[Exercise data Boundary: Start]

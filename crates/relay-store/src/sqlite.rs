use tracing::instrument;

use relay_core::{Message, MessageId, MessageKind, SessionId};

use crate::database::Database;
use crate::error::StoreError;
use crate::history::HistoryStore;
use crate::row_helpers;

/// History store backed by the `messages` table.
pub struct SqliteHistoryStore {
    db: Database,
}

impl SqliteHistoryStore {
    pub fn new(db: Database) -> Self {
        Self { db }
    }

    /// Number of persisted messages for a session.
    pub fn count(&self, session_id: &SessionId) -> Result<usize, StoreError> {
        self.db.with_conn(|conn| {
            let n: i64 = conn.query_row(
                "SELECT COUNT(*) FROM messages WHERE session_id = ?1",
                [session_id.as_str()],
                |row| row.get(0),
            )?;
            Ok(n as usize)
        })
    }
}

impl HistoryStore for SqliteHistoryStore {
    #[instrument(skip(self, message), fields(session_id = %session_id, message_id = %message.id()))]
    fn append(&self, session_id: &SessionId, message: &Message) -> Result<(), StoreError> {
        self.db.with_conn(|conn| {
            let tx = conn.transaction()?;
            let sequence: i64 = tx.query_row(
                "SELECT COALESCE(MAX(sequence), -1) + 1 FROM messages WHERE session_id = ?1",
                [session_id.as_str()],
                |row| row.get(0),
            )?;
            tx.execute(
                "INSERT INTO messages (id, session_id, sequence, kind, content, timestamp)
                 VALUES (?1, ?2, ?3, ?4, ?5, ?6)",
                rusqlite::params![
                    message.id().as_str(),
                    session_id.as_str(),
                    sequence,
                    message.kind().as_str(),
                    message.content(),
                    message.timestamp().to_rfc3339(),
                ],
            )?;
            tx.commit()?;
            Ok(())
        })
    }

    #[instrument(skip(self), fields(session_id = %session_id))]
    fn read_all(&self, session_id: &SessionId) -> Result<Vec<Message>, StoreError> {
        self.db.with_conn(|conn| {
            let mut stmt = conn.prepare(
                "SELECT id, kind, content, timestamp FROM messages
                 WHERE session_id = ?1 ORDER BY sequence ASC",
            )?;
            let mut rows = stmt.query([session_id.as_str()])?;
            let mut messages = Vec::new();
            while let Some(row) = rows.next()? {
                let id: String = row_helpers::get(row, 0, "messages", "id")?;
                let kind: String = row_helpers::get(row, 1, "messages", "kind")?;
                let content: String = row_helpers::get(row, 2, "messages", "content")?;
                let timestamp: String = row_helpers::get(row, 3, "messages", "timestamp")?;
                messages.push(Message::from_parts(
                    MessageId::from_raw(id),
                    session_id.clone(),
                    row_helpers::parse_enum::<MessageKind>(&kind, "messages", "kind")?,
                    content,
                    row_helpers::parse_timestamp(&timestamp, "messages", "timestamp")?,
                ));
            }
            Ok(messages)
        })
    }

    #[instrument(skip(self), fields(session_id = %session_id))]
    fn delete(&self, session_id: &SessionId) -> Result<bool, StoreError> {
        self.db.with_conn(|conn| {
            let removed = conn.execute(
                "DELETE FROM messages WHERE session_id = ?1",
                [session_id.as_str()],
            )?;
            Ok(removed > 0)
        })
    }

    fn list_sessions(&self) -> Result<Vec<SessionId>, StoreError> {
        self.db.with_conn(|conn| {
            let mut stmt = conn.prepare(
                "SELECT session_id FROM messages GROUP BY session_id ORDER BY MIN(rowid) ASC",
            )?;
            let ids = stmt
                .query_map([], |row| row.get::<_, String>(0))?
                .map(|r| r.map(SessionId::from_raw))
                .collect::<Result<Vec<_>, _>>()?;
            Ok(ids)
        })
    }
}
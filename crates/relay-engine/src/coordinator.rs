//! Session lifecycle: open/restore, user messages, process status, streams
//! and deletion. Owns the in-memory `SessionState` table.

use std::sync::Arc;

use dashmap::DashMap;
use tokio::task::JoinHandle;
use tokio_util::sync::CancellationToken;
use tracing::{debug, info, instrument, warn};

use relay_core::{Message, ProcessStatus, RelayError, SessionId, SessionState, DEFAULT_USER_ID};
use relay_store::HistoryStore;

use crate::config::EngineConfig;
use crate::producer::{JobReport, JobSizer, Producer, ProducerJob, RandomJobSizer};
use crate::registry::SessionRegistry;
use crate::stream::EventStream;

#[derive(Clone, Debug)]
pub struct OpenedSession {
    pub session_id: SessionId,
    /// False when an existing or restored session was reused.
    pub created: bool,
    pub state: SessionState,
}

/// Result of accepting a user message.
#[derive(Debug)]
pub struct SubmitReceipt {
    pub session_id: SessionId,
    pub created: bool,
    pub user_message: Message,
    pub message_count: u64,
    pub total_responses: u32,
    pub process_status: ProcessStatus,
    /// Background job producing the responses. Safe to drop.
    pub job: JoinHandle<JobReport>,
}

#[derive(Clone, Debug)]
pub struct SessionOverview {
    /// In-memory sessions, oldest first.
    pub sessions: Vec<SessionState>,
    pub active_connections: Vec<SessionId>,
    /// Sessions with persisted history.
    pub persisted: Vec<SessionId>,
    pub total: usize,
}

pub struct SessionCoordinator {
    config: EngineConfig,
    sessions: Arc<DashMap<SessionId, SessionState>>,
    registry: Arc<SessionRegistry>,
    history: Arc<dyn HistoryStore>,
    producer: Producer,
    sizer: Arc<dyn JobSizer>,
}

impl SessionCoordinator {
    pub fn new(config: EngineConfig, history: Arc<dyn HistoryStore>) -> Self {
        let registry = Arc::new(SessionRegistry::new(config.channel_capacity));
        let producer = Producer::new(
            Arc::clone(&history),
            Arc::clone(&registry),
            config.pacing_interval,
            config.push_timeout,
        );
        let sizer = Arc::new(RandomJobSizer::new(config.min_responses, config.max_responses));
        Self {
            config,
            sessions: Arc::new(DashMap::new()),
            registry,
            history,
            producer,
            sizer,
        }
    }

    pub fn with_job_sizer(mut self, sizer: Arc<dyn JobSizer>) -> Self {
        self.sizer = sizer;
        self
    }

    pub fn config(&self) -> &EngineConfig {
        &self.config
    }

    pub fn registry(&self) -> &Arc<SessionRegistry> {
        &self.registry
    }

    pub fn producer(&self) -> &Producer {
        &self.producer
    }

    /// Number of sessions held in memory.
    pub fn session_count(&self) -> usize {
        self.sessions.len()
    }

    pub fn session(&self, session_id: &SessionId) -> Option<SessionState> {
        self.sessions.get(session_id).map(|s| s.clone())
    }

    /// Reuse a live or persisted session, or allocate a new one.
    ///
    /// A newly created session gets a parked channel so responses produced
    /// before any stream attaches have somewhere to go.
    #[instrument(skip(self))]
    pub fn open_session(
        &self,
        existing: Option<&SessionId>,
        user_id: &str,
    ) -> Result<OpenedSession, RelayError> {
        if let Some(session_id) = existing {
            if let Some(state) = self.session(session_id) {
                return Ok(OpenedSession {
                    session_id: session_id.clone(),
                    created: false,
                    state,
                });
            }
            if let Some(state) = self.restore_from_history(session_id)? {
                return Ok(OpenedSession {
                    session_id: session_id.clone(),
                    created: false,
                    state,
                });
            }
        }

        let session_id = SessionId::new();
        let state = SessionState::created(session_id.clone(), user_id);
        self.sessions.insert(session_id.clone(), state.clone());
        self.registry.register_parked(&session_id);
        info!(session_id = %session_id, user_id, "session created");
        Ok(OpenedSession {
            session_id,
            created: true,
            state,
        })
    }

    /// Rebuild `SessionState` from history if it is not already in memory.
    /// Returns `None` when there is no history.
    pub fn restore_from_history(
        &self,
        session_id: &SessionId,
    ) -> Result<Option<SessionState>, RelayError> {
        if let Some(state) = self.session(session_id) {
            return Ok(Some(state));
        }
        let messages = self.history.read_all(session_id)?;
        Ok(self.restore_from_messages(session_id, &messages))
    }

    fn restore_from_messages(
        &self,
        session_id: &SessionId,
        messages: &[Message],
    ) -> Option<SessionState> {
        let first = messages.first()?;
        let user_messages = messages.iter().filter(|m| m.is_user()).count() as u64;
        let restored = SessionState::restored(session_id.clone(), first.timestamp(), user_messages);
        let state = self
            .sessions
            .entry(session_id.clone())
            .or_insert(restored)
            .clone();
        info!(
            session_id = %session_id,
            messages = messages.len(),
            user_messages = state.message_count,
            "session restored from history"
        );
        Some(state)
    }

    /// Persist a user message and bump the session's count. The count only
    /// moves after the append succeeds.
    ///
    /// The state entry stays locked across the append, so a concurrent
    /// release cannot leave a persisted message without its count.
    pub fn record_user_message(
        &self,
        session_id: &SessionId,
        content: &str,
    ) -> Result<(Message, SessionState), RelayError> {
        let mut state = self
            .sessions
            .get_mut(session_id)
            .ok_or_else(|| RelayError::NotFound(session_id.to_string()))?;
        let message = Message::user(session_id.clone(), content);
        self.history.append(session_id, &message)?;
        state.message_count += 1;
        Ok((message, state.clone()))
    }

    /// Accept a chat message: open or reuse the session, persist the message
    /// and start a response job.
    pub fn submit_user_message(
        &self,
        session_id: Option<&SessionId>,
        user_id: Option<&str>,
        content: &str,
    ) -> Result<SubmitReceipt, RelayError> {
        if content.trim().is_empty() {
            return Err(RelayError::MalformedRequest("message is required".into()));
        }
        let opened = self.open_session(session_id, user_id.unwrap_or(DEFAULT_USER_ID))?;
        let (user_message, state) = match self.record_user_message(&opened.session_id, content) {
            Ok(recorded) => recorded,
            Err(e) => {
                if opened.created {
                    self.discard_created(&opened.session_id);
                }
                return Err(e);
            }
        };

        let total = self.sizer.size(&opened.session_id, content);
        let job = self.producer.submit(
            opened.session_id.clone(),
            ProducerJob {
                total,
                original_message: content.to_string(),
                process_status: state.process_status,
            },
        );
        info!(session_id = %opened.session_id, total, "chat message accepted");

        Ok(SubmitReceipt {
            session_id: opened.session_id,
            created: opened.created,
            user_message,
            message_count: state.message_count,
            total_responses: total,
            process_status: state.process_status,
            job,
        })
    }

    /// A session that was never persisted has nothing to restore from.
    fn discard_created(&self, session_id: &SessionId) {
        self.sessions.remove(session_id);
        self.registry.deregister(session_id);
        debug!(session_id = %session_id, "discarded unpersisted session");
    }

    /// Move the session one stage forward; `Deploy` is terminal.
    pub fn advance_process_status(
        &self,
        session_id: &SessionId,
    ) -> Result<ProcessStatus, RelayError> {
        let mut state = self
            .sessions
            .get_mut(session_id)
            .ok_or_else(|| RelayError::NotFound(session_id.to_string()))?;
        let previous = state.process_status;
        if previous.is_last() {
            debug!(session_id = %session_id, "process status already final");
            return Ok(previous);
        }
        state.process_status = previous.next();
        info!(
            session_id = %session_id,
            from = %previous,
            to = %state.process_status,
            "process status advanced"
        );
        Ok(state.process_status)
    }

    pub fn list_sessions(&self) -> Result<SessionOverview, RelayError> {
        let mut sessions: Vec<SessionState> =
            self.sessions.iter().map(|s| s.value().clone()).collect();
        sessions.sort_by_key(|s| s.created_at);
        let mut active_connections = self.registry.active_sessions();
        active_connections.sort();
        let persisted = self.history.list_sessions()?;
        Ok(SessionOverview {
            total: sessions.len(),
            sessions,
            active_connections,
            persisted,
        })
    }

    /// Full history for a session. Restores in-memory state as a side effect
    /// when history exists but the state does not.
    pub fn get_history(&self, session_id: &SessionId) -> Result<Vec<Message>, RelayError> {
        let messages = self.history.read_all(session_id)?;
        if !messages.is_empty() && !self.sessions.contains_key(session_id) {
            self.restore_from_messages(session_id, &messages);
        }
        Ok(messages)
    }

    /// Open an event stream for the session, replacing any existing one.
    pub fn attach_stream(&self, session_id: &SessionId) -> EventStream {
        let stream = EventStream::attach(
            Arc::clone(&self.registry),
            session_id.clone(),
            self.config.idle_timeout,
        );
        if !self.config.release_state_on_detach {
            return stream;
        }
        let sessions = Arc::clone(&self.sessions);
        stream.with_close_hook(Box::new(move |session_id: &SessionId| {
            if sessions.remove(session_id).is_some() {
                info!(session_id = %session_id, "session state released");
            }
        }))
    }

    /// Close the session's stream, if any.
    pub fn detach_stream(&self, session_id: &SessionId) -> bool {
        self.registry.deregister(session_id)
    }

    /// Drop parked channels no stream claimed within `parked_ttl`. Their
    /// in-memory state goes too when state is released on detach.
    pub fn expire_parked(&self) -> usize {
        let expired = self.registry.expire_parked(self.config.parked_ttl);
        if self.config.release_state_on_detach {
            for session_id in &expired {
                self.sessions.remove(session_id);
            }
        }
        if !expired.is_empty() {
            info!(count = expired.len(), "expired unclaimed sessions");
        }
        expired.len()
    }

    /// Drop everything known about a session: running jobs, its channel,
    /// in-memory state and persisted history. Returns whether anything existed.
    pub async fn delete_session(&self, session_id: &SessionId) -> Result<bool, RelayError> {
        let cancelled = self.producer.cancel_session(session_id).await;
        let had_channel = self.registry.deregister(session_id);
        let had_state = self.sessions.remove(session_id).is_some();
        let had_history = self.history.delete(session_id).map_err(|e| {
            warn!(session_id = %session_id, error = %e, "failed to purge history");
            RelayError::from(e)
        })?;
        info!(
            session_id = %session_id,
            cancelled,
            had_channel,
            had_state,
            had_history,
            "session deleted"
        );
        Ok(had_channel || had_state || had_history)
    }
}

/// Periodically expire parked channels until `shutdown` fires.
pub fn start_parked_sweeper(
    coordinator: Arc<SessionCoordinator>,
    shutdown: CancellationToken,
) -> JoinHandle<()> {
    let period = (coordinator.config.parked_ttl / 2).max(std::time::Duration::from_secs(1));
    tokio::spawn(async move {
        let mut ticker = tokio::time::interval(period);
        loop {
            tokio::select! {
                _ = shutdown.cancelled() => break,
                _ = ticker.tick() => {
                    coordinator.expire_parked();
                }
            }
        }
        debug!("parked channel sweeper stopped");
    })
}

[Exercise data Boundary: End]

● Work required
Copy out the lines of the records above in which the string "table" appears.

● Exercise result
/// History store backed by the `messages` table.
//! and deletion. Owns the in-memory `SessionState` table.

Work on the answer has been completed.